Just days after the Department of Youth Rehabilitation Services declined to put a hold on the imminent release of a 19-year-old ward with a long juvenile record, Sanquan “Bootsie” Carter allegedly killed his boyhood friend in the first crime of a daisy chain of violence.

Police say the bloody rampage was triggered when Carter could not find a cheap rhinestone-encrusted bracelet that disappeared at a party.

This senseless bloodletting should never have happened. Carter had already done jail time for several adult-level convictions and was at high risk for future criminal activity.

University of Pennsylvania statistician Richard Berk, whose crime prediction software is currently in use in Baltimore and Philadelphia and is finally being implemented in D.C., found that the earlier the age at which a crime is first committed, the greater the risk of nonsexual violent recidivism. Most DYRS wards fall into this category.

Using a massive database of more than 60,000 criminal histories going back five decades, Berk’s software has a better record of predicting repeat offenses than the “experts” who decide whether it’s safe to release criminals back into the community.

Neither a prisoner’s “emotional health” nor the “clinical judgment” of criminal justice experts’ are as accurate a predictor of future criminal behavior as the age at which a person started committing crimes. So Carter’s juvenile incarcerations placed him squarely in the small subset of criminals most likely to re-offend.

An internal attorney general’s report released last year harshly criticized DYRS for “favor[ing] release to the community without regard to the youth’s needs, prior criminal acts or potential for re-offending.”
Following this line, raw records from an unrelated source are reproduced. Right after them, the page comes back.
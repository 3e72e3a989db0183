//! Purpose: Descriptor-driven marshaling between in-memory records and JSON trees.
//! Exports: `api` (stable surface), `core` (descriptor model and walks), `json` (text boundary).
//! Role: Library backing the `jsonable` CLI and any Rust caller with a descriptor table.
//! Invariants: One generic walk per direction; per-type code only supplies descriptors.
//! Invariants: Decoded records own all nested storage until dropped or released.
pub mod api;
pub mod core;
pub mod json;
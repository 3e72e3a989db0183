// Deserializer: JSON object -> freshly allocated record, first failure wins.
// Children are owned by locals until the record is assembled, so an early
// return drops everything built so far.
use std::sync::Arc;

use serde_json::{Map, Number, Value};
use tracing::{Level, debug, trace};

use crate::core::error::{Error, ErrorKind};
use crate::core::options::DecodeOptions;
use crate::core::record::{FieldValue, FixedBuf, PointerArray, Record};
use crate::core::schema::{FieldDescriptor, FieldKind, IntWidth, RecordDescriptor};

pub fn deserialize(
    value: &Value,
    descriptor: &Arc<RecordDescriptor>,
    options: &DecodeOptions,
) -> Result<Record, Error> {
    let result = decode_record(value, descriptor, options, 1);
    if let Err(err) = &result {
        let path = err.path();
        debug!(
            root = descriptor.name(),
            kind = ?err.kind(),
            record = err.record(),
            field = err.field(),
            path = path.as_deref(),
            "decode failed"
        );
    }
    result
}

fn decode_record(
    value: &Value,
    descriptor: &Arc<RecordDescriptor>,
    options: &DecodeOptions,
    depth: usize,
) -> Result<Record, Error> {
    if depth > options.max_depth {
        return Err(Error::new(ErrorKind::DepthLimit)
            .with_message(format!("nesting exceeds {} records", options.max_depth))
            .with_record(descriptor.name()));
    }
    let Value::Object(obj) = value else {
        return Err(Error::new(ErrorKind::ShapeMismatch)
            .with_message(format!("expected object, got {}", json_kind(value)))
            .with_record(descriptor.name()));
    };
    if tracing::enabled!(Level::TRACE) {
        trace_unknown_keys(obj, descriptor);
    }

    let mut values = Vec::with_capacity(descriptor.len());
    for field in descriptor.fields() {
        values.push(decode_field(obj.get(field.name()), field, descriptor, options, depth)?);
    }
    Ok(Record::assembled(descriptor.clone(), values))
}

fn decode_field(
    slot: Option<&Value>,
    field: &FieldDescriptor,
    owner: &RecordDescriptor,
    options: &DecodeOptions,
    depth: usize,
) -> Result<FieldValue, Error> {
    let fail = |kind: ErrorKind, message: String| {
        Error::new(kind)
            .with_message(message)
            .with_record(owner.name())
            .with_field(field.name())
    };

    let Some(value) = slot else {
        if field.kind().is_optional() {
            return FieldValue::zero(field.kind());
        }
        return Err(fail(
            ErrorKind::MissingField,
            format!("required {} key is absent", field.kind().label()),
        ));
    };

    match field.kind() {
        FieldKind::Integer(width) => decode_int(value, *width)
            .map(FieldValue::Integer)
            .map_err(|message| fail(ErrorKind::TypeMismatch, message)),
        FieldKind::Enum(spec) => {
            let code =
                decode_int(value, spec.width).map_err(|message| fail(ErrorKind::TypeMismatch, message))?;
            if options.strict_enums && !spec.is_member(code) {
                return Err(fail(
                    ErrorKind::TypeMismatch,
                    format!("{code} is not a declared enum member"),
                ));
            }
            Ok(FieldValue::Enum(code))
        }
        FieldKind::FixedString(capacity) => {
            let Value::String(text) = value else {
                return Err(fail(
                    ErrorKind::TypeMismatch,
                    format!("expected string, got {}", json_kind(value)),
                ));
            };
            if text.len() + 1 > *capacity {
                return Err(fail(
                    ErrorKind::BufferOverflow,
                    format!(
                        "{} bytes plus terminator exceed capacity {capacity}",
                        text.len()
                    ),
                ));
            }
            FixedBuf::with_content(*capacity, text.as_bytes())
                .map(FieldValue::FixedString)
                .map_err(|err| err.with_record(owner.name()).with_field(field.name()))
        }
        FieldKind::OwnedString => match value {
            Value::String(text) => Ok(FieldValue::OwnedString(Some(text.clone()))),
            Value::Null => Ok(FieldValue::OwnedString(None)),
            other => Err(fail(
                ErrorKind::TypeMismatch,
                format!("expected string or null, got {}", json_kind(other)),
            )),
        },
        FieldKind::Record(nested) => match value {
            Value::Object(_) => {
                let nested = nested
                    .resolve()
                    .map_err(|err| err.with_record(owner.name()).with_field(field.name()))?;
                let child = decode_record(value, &nested, options, depth + 1)
                    .map_err(|err| err.within(field.name()))?;
                Ok(FieldValue::Record(Some(Box::new(child))))
            }
            Value::Null => Ok(FieldValue::Record(None)),
            other => Err(fail(
                ErrorKind::ShapeMismatch,
                format!("expected object or null, got {}", json_kind(other)),
            )),
        },
        FieldKind::Embedded(nested) => {
            if !value.is_object() {
                return Err(fail(
                    ErrorKind::ShapeMismatch,
                    format!("expected object, got {}", json_kind(value)),
                ));
            }
            let nested = nested
                .resolve()
                .map_err(|err| err.with_record(owner.name()).with_field(field.name()))?;
            let child = decode_record(value, &nested, options, depth + 1)
                .map_err(|err| err.within(field.name()))?;
            Ok(FieldValue::Embedded(Box::new(child)))
        }
        FieldKind::Array(nested) => {
            let Value::Array(items) = value else {
                return Err(fail(
                    ErrorKind::ShapeMismatch,
                    format!("expected array, got {}", json_kind(value)),
                ));
            };
            let nested = nested
                .resolve()
                .map_err(|err| err.with_record(owner.name()).with_field(field.name()))?;
            let mut children = PointerArray::with_capacity(items.len());
            for (index, item) in items.iter().enumerate() {
                if !item.is_object() {
                    return Err(Error::new(ErrorKind::TypeMismatch)
                        .with_message(format!("expected object element, got {}", json_kind(item)))
                        .with_record(owner.name())
                        .within(format!("[{index}]"))
                        .with_field(field.name()));
                }
                let child = decode_record(item, &nested, options, depth + 1)
                    .map_err(|err| err.within(format!("[{index}]")).within(field.name()))?;
                children.push(child);
            }
            Ok(FieldValue::Array(children))
        }
    }
}

fn decode_int(value: &Value, width: IntWidth) -> Result<i64, String> {
    let Value::Number(number) = value else {
        return Err(format!("expected number, got {}", json_kind(value)));
    };
    let int = integral(number).ok_or_else(|| format!("{number} is not an integer in i64 range"))?;
    if !width.contains(int) {
        return Err(format!("{int} does not fit {width}"));
    }
    Ok(int)
}

fn integral(number: &Number) -> Option<i64> {
    if let Some(int) = number.as_i64() {
        return Some(int);
    }
    if number.is_u64() {
        return None;
    }
    let float = number.as_f64()?;
    // i64::MAX as f64 rounds up to 2^63, so the upper bound is exclusive.
    if float.is_finite() && float.fract() == 0.0 && float >= i64::MIN as f64 && float < i64::MAX as f64
    {
        Some(float as i64)
    } else {
        None
    }
}

fn trace_unknown_keys(obj: &Map<String, Value>, descriptor: &RecordDescriptor) {
    for key in obj.keys() {
        if descriptor.field_index(key).is_none() {
            trace!(record = descriptor.name(), key = key.as_str(), "ignoring unknown key");
        }
    }
}

pub(crate) fn json_kind(value: &Value) -> &'static str {
    match value {
        Value::Null => "null",
        Value::Bool(_) => "bool",
        Value::Number(_) => "number",
        Value::String(_) => "string",
        Value::Array(_) => "array",
        Value::Object(_) => "object",
    }
}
This explains why DYRS wards were either perpetrators or victims in 20 percent of all D.C. homicides, according to a 2010 investigation by The Washington Times.

In January, the Times reported that 19 DYRS wards categorized as having a “medium” to “high” risk of re-offending had been found guilty of homicide during the past five years, and 34 wards were murder victims.

Yet hundreds of juvenile delinquents with similar high-risk profiles remain on the streets. DYRS’ excuse: not enough secure facilities to hold them, and fear that confinement will further jeopardize their chances of rehabilitation.

But confinement doesn’t have to mean incarceration. Other cities successfully use electronic GPS monitoring devices to restrict prisoners to pre-defined areas, such as home, work or school.

Police are immediately alerted if they stray out of bounds. Since every juvenile in DYRS custody has already broken the law at an early age, public safety demands 24/7 adult supervision.

A bill submitted by Councilman David Catania, D-at large, would identify troubled kids at an earlier age and focus on truancy as a way to trigger intervention. That’s a start, but doesn’t get to the root of the problem: single-parent homes and academic failure.

Statistics on juveniles sentenced to life without parole collected by the District-based Sentencing Project found that 84 percent had been suspended or expelled from school; 60 percent came from single-parent homes, where they were twice as likely to be physically or sexually abused as children living with both natural parents.

Policies to prevent juvenile delinquency should therefore focus on supporting two-parent families and keeping troubled children in school.

Unfortunately, neither is a top priority in a city where more than half of all children live in single-parent households and nearly half attend failing public schools, creating the perfect conditions for juvenile delinquency to flourish.

Barbara F. Hollingsworth is The Examiner’s local opinion editor.